INSERM UMR645, Besançon, France.
Ann N Y Acad Sci. 2010 Oct;1209:118-26. doi: 10.1111/j.1749-6632.2010.05741.x.
Allogeneic hematopoietic cell transplantation (AHCT) is an efficient therapy for different malignant and nonmalignant hematological diseases. However, the use of this therapeutic approach is still limited by some severe toxic side effects, mainly graft-versus-host disease (GvHD). Today, the risk of fatal GvHD restrains the wider application of AHCT to many patients in need of an effective therapy for their high-risk hematologic malignancies. Thus, new strategies, including cell-based therapy approaches, are required. We propose to use intravenous donor apoptotic leukocyte infusion to improve AHCT outcome. In experimental AHCT models, we demonstrated that intravenous apoptotic leukocyte infusion, simultaneously with allogeneic bone marrow grafts, favors hematopoietic engraftment, prevents allo-immunization, and delays acute GvHD onset. Here, we review the different mechanisms and the potential beneficial effects associated with the immunomodulatory properties of apoptotic cells in the AHCT setting.

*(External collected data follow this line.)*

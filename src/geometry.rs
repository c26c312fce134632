//! Spatial values and the WKB decoder.
//!
//! MySQL ships a GEOMETRY column as a 4-byte little-endian SRID followed by
//! standard Well-Known-Binary. Only Point, Polygon and MultiPolygon in
//! little-endian byte order are supported.

use crate::error::{Error, Result};
use crate::protocol::primitive::{read_int_1, read_int_4, read_int_8};

const WKB_LITTLE_ENDIAN: u8 = 0x01;
const WKB_BIG_ENDIAN: u8 = 0x00;

const WKB_POINT: u32 = 1;
const WKB_POLYGON: u32 = 3;
const WKB_MULTI_POLYGON: u32 = 6;

/// A closed sequence of points
pub type Ring = Vec<(f64, f64)>;

/// Exterior ring first, holes after it
pub type PolygonRings = Vec<Ring>;

#[derive(Debug, Clone, PartialEq)]
pub enum Geometry {
    Point {
        x: f64,
        y: f64,
        srid: Option<u32>,
    },
    Polygon {
        rings: PolygonRings,
        srid: Option<u32>,
    },
    MultiPolygon {
        polygons: Vec<PolygonRings>,
        srid: Option<u32>,
    },
}

impl Geometry {
    pub fn srid(&self) -> Option<u32> {
        match self {
            Geometry::Point { srid, .. }
            | Geometry::Polygon { srid, .. }
            | Geometry::MultiPolygon { srid, .. } => *srid,
        }
    }
}

/// Decode a GEOMETRY column payload: SRID header then WKB.
///
/// SRID 0 (no spatial reference system) is reported as `None`.
pub fn decode_geometry(payload: &[u8]) -> Result<Geometry> {
    let (srid, wkb) = read_int_4(payload).map_err(|_| {
        Error::UnsupportedGeometryEncoding(format!(
            "payload of {} bytes is too short for an SRID header",
            payload.len()
        ))
    })?;
    let srid = (srid != 0).then_some(srid);
    decode_wkb(wkb, srid)
}

/// Decode a WKB byte sequence (without the SRID header).
///
/// `srid` is attached to the returned top-level value only.
pub fn decode_wkb(wkb: &[u8], srid: Option<u32>) -> Result<Geometry> {
    let (geometry_type, data) = read_header(wkb)?;
    let (geometry, rest) = match geometry_type {
        WKB_POINT => {
            let ((x, y), rest) = read_point(data)?;
            (Geometry::Point { x, y, srid }, rest)
        }
        WKB_POLYGON => {
            let (rings, rest) = read_polygon(data)?;
            (Geometry::Polygon { rings, srid }, rest)
        }
        WKB_MULTI_POLYGON => {
            let (polygons, rest) = read_multi_polygon(data)?;
            (Geometry::MultiPolygon { polygons, srid }, rest)
        }
        other => {
            return Err(Error::UnsupportedGeometryEncoding(format!(
                "WKB geometry type {}",
                other
            )));
        }
    };

    if !rest.is_empty() {
        return Err(Error::UnsupportedGeometryEncoding(format!(
            "{} trailing bytes after WKB geometry",
            rest.len()
        )));
    }
    Ok(geometry)
}

/// Byte-order marker and geometry type code
fn read_header(data: &[u8]) -> Result<(u32, &[u8])> {
    let (order, data) = read_int_1(data).map_err(truncated)?;
    match order {
        WKB_LITTLE_ENDIAN => read_int_4(data).map_err(truncated),
        WKB_BIG_ENDIAN => Err(Error::UnsupportedGeometryEncoding(
            "big-endian WKB".to_string(),
        )),
        other => Err(Error::UnsupportedGeometryEncoding(format!(
            "WKB byte order marker 0x{:02X}",
            other
        ))),
    }
}

fn read_point(data: &[u8]) -> Result<((f64, f64), &[u8])> {
    let (x, data) = read_int_8(data).map_err(truncated)?;
    let (y, data) = read_int_8(data).map_err(truncated)?;
    Ok(((f64::from_bits(x), f64::from_bits(y)), data))
}

fn read_ring(data: &[u8]) -> Result<(Ring, &[u8])> {
    let (num_points, mut data) = read_count(data, 16)?;
    let mut ring = Vec::with_capacity(num_points);
    for _ in 0..num_points {
        let (point, rest) = read_point(data)?;
        ring.push(point);
        data = rest;
    }
    Ok((ring, data))
}

fn read_polygon(data: &[u8]) -> Result<(PolygonRings, &[u8])> {
    let (num_rings, mut data) = read_count(data, 4)?;
    let mut rings = Vec::with_capacity(num_rings);
    for _ in 0..num_rings {
        let (ring, rest) = read_ring(data)?;
        rings.push(ring);
        data = rest;
    }
    Ok((rings, data))
}

/// Standard WKB repeats a byte-order + type header before each member polygon,
/// MySQL's bare form does not. The first member decides for all of them.
const EMBEDDED_POLYGON_HEADER: [u8; 5] = [WKB_LITTLE_ENDIAN, 3, 0, 0, 0];

fn read_multi_polygon(data: &[u8]) -> Result<(Vec<PolygonRings>, &[u8])> {
    let (num_polygons, mut data) = read_count(data, 4)?;
    let with_headers = num_polygons > 0 && data.starts_with(&EMBEDDED_POLYGON_HEADER);
    let mut polygons = Vec::with_capacity(num_polygons);
    for _ in 0..num_polygons {
        let body = if with_headers {
            data.strip_prefix(&EMBEDDED_POLYGON_HEADER).ok_or_else(|| {
                Error::UnsupportedGeometryEncoding(
                    "multipolygon member is missing its polygon header".to_string(),
                )
            })?
        } else {
            data
        };
        let (rings, rest) = read_polygon(body)?;
        polygons.push(rings);
        data = rest;
    }
    Ok((polygons, data))
}

/// Read a u32 element count, bounding the preallocation by the bytes left
fn read_count(data: &[u8], min_element_size: usize) -> Result<(usize, &[u8])> {
    let (count, rest) = read_int_4(data).map_err(truncated)?;
    let count = count as usize;
    if count > rest.len() / min_element_size {
        return Err(Error::UnsupportedGeometryEncoding(format!(
            "WKB declares {} elements but only {} bytes remain",
            count,
            rest.len()
        )));
    }
    Ok((count, rest))
}

fn truncated(_: Error) -> Error {
    Error::UnsupportedGeometryEncoding("truncated WKB".to_string())
}
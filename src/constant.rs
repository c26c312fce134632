use crate::error::{Error, Result};

bitflags::bitflags! {
    /// Column definition flags
    #[derive(Debug, Clone, Copy, PartialEq, Eq, Hash)]
    pub struct ColumnFlags: u16 {
        const NOT_NULL_FLAG = 0x0001;
        const PRI_KEY_FLAG = 0x0002;
        const UNIQUE_KEY_FLAG = 0x0004;
        const MULTIPLE_KEY_FLAG = 0x0008;
        const BLOB_FLAG = 0x0010;
        const UNSIGNED_FLAG = 0x0020;
        const ZEROFILL_FLAG = 0x0040;
        const BINARY_FLAG = 0x0080;
        const ENUM_FLAG = 0x0100;
        const AUTO_INCREMENT_FLAG = 0x0200;
        const TIMESTAMP_FLAG = 0x0400;
        const SET_FLAG = 0x0800;
        const NO_DEFAULT_VALUE_FLAG = 0x1000;
        const ON_UPDATE_NOW_FLAG = 0x2000;
        const PART_KEY_FLAG = 0x4000;
        const NUM_FLAG = 0x8000;
    }
}

/// MySQL column types
///
/// This is the wire type tag: it appears in column definitions and in the
/// parameter type block of `COM_STMT_EXECUTE`.
#[allow(non_camel_case_types)]
#[repr(u8)]
#[derive(Debug, Clone, Copy, PartialEq, Eq, Hash)]
pub enum ColumnType {
    MYSQL_TYPE_TINY = 0x01,
    MYSQL_TYPE_SHORT = 0x02,
    MYSQL_TYPE_LONG = 0x03,
    MYSQL_TYPE_FLOAT = 0x04,
    MYSQL_TYPE_DOUBLE = 0x05,
    MYSQL_TYPE_NULL = 0x06,
    MYSQL_TYPE_TIMESTAMP = 0x07,
    MYSQL_TYPE_LONGLONG = 0x08,
    MYSQL_TYPE_INT24 = 0x09,
    MYSQL_TYPE_DATE = 0x0a,
    MYSQL_TYPE_TIME = 0x0b,
    MYSQL_TYPE_DATETIME = 0x0c,
    MYSQL_TYPE_YEAR = 0x0d,
    MYSQL_TYPE_NEWDATE = 0x0e,
    MYSQL_TYPE_VARCHAR = 0x0f,
    MYSQL_TYPE_BIT = 0x10,
    MYSQL_TYPE_JSON = 0xf5,
    MYSQL_TYPE_NEWDECIMAL = 0xf6,
    MYSQL_TYPE_ENUM = 0xf7,
    MYSQL_TYPE_SET = 0xf8,
    MYSQL_TYPE_TINY_BLOB = 0xf9,
    MYSQL_TYPE_MEDIUM_BLOB = 0xfa,
    MYSQL_TYPE_LONG_BLOB = 0xfb,
    MYSQL_TYPE_BLOB = 0xfc,
    MYSQL_TYPE_VAR_STRING = 0xfd,
    MYSQL_TYPE_STRING = 0xfe,
    MYSQL_TYPE_GEOMETRY = 0xff,
}

impl ColumnType {
    /// Every known type, in code order.
    pub const ALL: [ColumnType; 27] = [
        Self::MYSQL_TYPE_TINY,
        Self::MYSQL_TYPE_SHORT,
        Self::MYSQL_TYPE_LONG,
        Self::MYSQL_TYPE_FLOAT,
        Self::MYSQL_TYPE_DOUBLE,
        Self::MYSQL_TYPE_NULL,
        Self::MYSQL_TYPE_TIMESTAMP,
        Self::MYSQL_TYPE_LONGLONG,
        Self::MYSQL_TYPE_INT24,
        Self::MYSQL_TYPE_DATE,
        Self::MYSQL_TYPE_TIME,
        Self::MYSQL_TYPE_DATETIME,
        Self::MYSQL_TYPE_YEAR,
        Self::MYSQL_TYPE_NEWDATE,
        Self::MYSQL_TYPE_VARCHAR,
        Self::MYSQL_TYPE_BIT,
        Self::MYSQL_TYPE_JSON,
        Self::MYSQL_TYPE_NEWDECIMAL,
        Self::MYSQL_TYPE_ENUM,
        Self::MYSQL_TYPE_SET,
        Self::MYSQL_TYPE_TINY_BLOB,
        Self::MYSQL_TYPE_MEDIUM_BLOB,
        Self::MYSQL_TYPE_LONG_BLOB,
        Self::MYSQL_TYPE_BLOB,
        Self::MYSQL_TYPE_VAR_STRING,
        Self::MYSQL_TYPE_STRING,
        Self::MYSQL_TYPE_GEOMETRY,
    ];

    pub fn from_u8(value: u8) -> Option<Self> {
        match value {
            0x01 => Some(Self::MYSQL_TYPE_TINY),
            0x02 => Some(Self::MYSQL_TYPE_SHORT),
            0x03 => Some(Self::MYSQL_TYPE_LONG),
            0x04 => Some(Self::MYSQL_TYPE_FLOAT),
            0x05 => Some(Self::MYSQL_TYPE_DOUBLE),
            0x06 => Some(Self::MYSQL_TYPE_NULL),
            0x07 => Some(Self::MYSQL_TYPE_TIMESTAMP),
            0x08 => Some(Self::MYSQL_TYPE_LONGLONG),
            0x09 => Some(Self::MYSQL_TYPE_INT24),
            0x0a => Some(Self::MYSQL_TYPE_DATE),
            0x0b => Some(Self::MYSQL_TYPE_TIME),
            0x0c => Some(Self::MYSQL_TYPE_DATETIME),
            0x0d => Some(Self::MYSQL_TYPE_YEAR),
            0x0e => Some(Self::MYSQL_TYPE_NEWDATE),
            0x0f => Some(Self::MYSQL_TYPE_VARCHAR),
            0x10 => Some(Self::MYSQL_TYPE_BIT),
            0xf5 => Some(Self::MYSQL_TYPE_JSON),
            0xf6 => Some(Self::MYSQL_TYPE_NEWDECIMAL),
            0xf7 => Some(Self::MYSQL_TYPE_ENUM),
            0xf8 => Some(Self::MYSQL_TYPE_SET),
            0xf9 => Some(Self::MYSQL_TYPE_TINY_BLOB),
            0xfa => Some(Self::MYSQL_TYPE_MEDIUM_BLOB),
            0xfb => Some(Self::MYSQL_TYPE_LONG_BLOB),
            0xfc => Some(Self::MYSQL_TYPE_BLOB),
            0xfd => Some(Self::MYSQL_TYPE_VAR_STRING),
            0xfe => Some(Self::MYSQL_TYPE_STRING),
            0xff => Some(Self::MYSQL_TYPE_GEOMETRY),
            _ => None,
        }
    }

    pub fn code(self) -> u8 {
        self as u8
    }
}

impl TryFrom<u8> for ColumnType {
    type Error = Error;

    fn try_from(value: u8) -> Result<Self> {
        Self::from_u8(value).ok_or(Error::UnknownTypeCode(value))
    }
}

impl From<ColumnType> for u8 {
    fn from(value: ColumnType) -> Self {
        value.code()
    }
}

/// Map a wire type code to its tag. Unknown codes are an error, never a default.
pub fn code_to_tag(code: u8) -> Result<ColumnType> {
    ColumnType::try_from(code)
}

pub fn tag_to_code(tag: ColumnType) -> u8 {
    tag.code()
}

同种异体造血细胞移植(AHCT)是治疗不同恶性和非恶性血液病的有效方法。然而,这种治疗方法的应用仍然受到一些严重的毒性副作用的限制,主要是移植物抗宿主病(GvHD)。目前,致命性 GvHD 的风险限制了 AHCT 更广泛地应用于许多需要有效治疗高危血液恶性肿瘤的患者。因此,需要新的策略,包括基于细胞的治疗方法。我们建议使用静脉输注供体凋亡白细胞来改善 AHCT 的结果。在实验性 AHCT 模型中,我们证明了静脉输注凋亡白细胞,同时输注同种异体骨髓,有利于造血植入,防止同种免疫,并延迟急性 GvHD 的发生。在这里,我们综述了凋亡细胞在 AHCT 环境中的免疫调节特性相关的不同机制和潜在有益作用。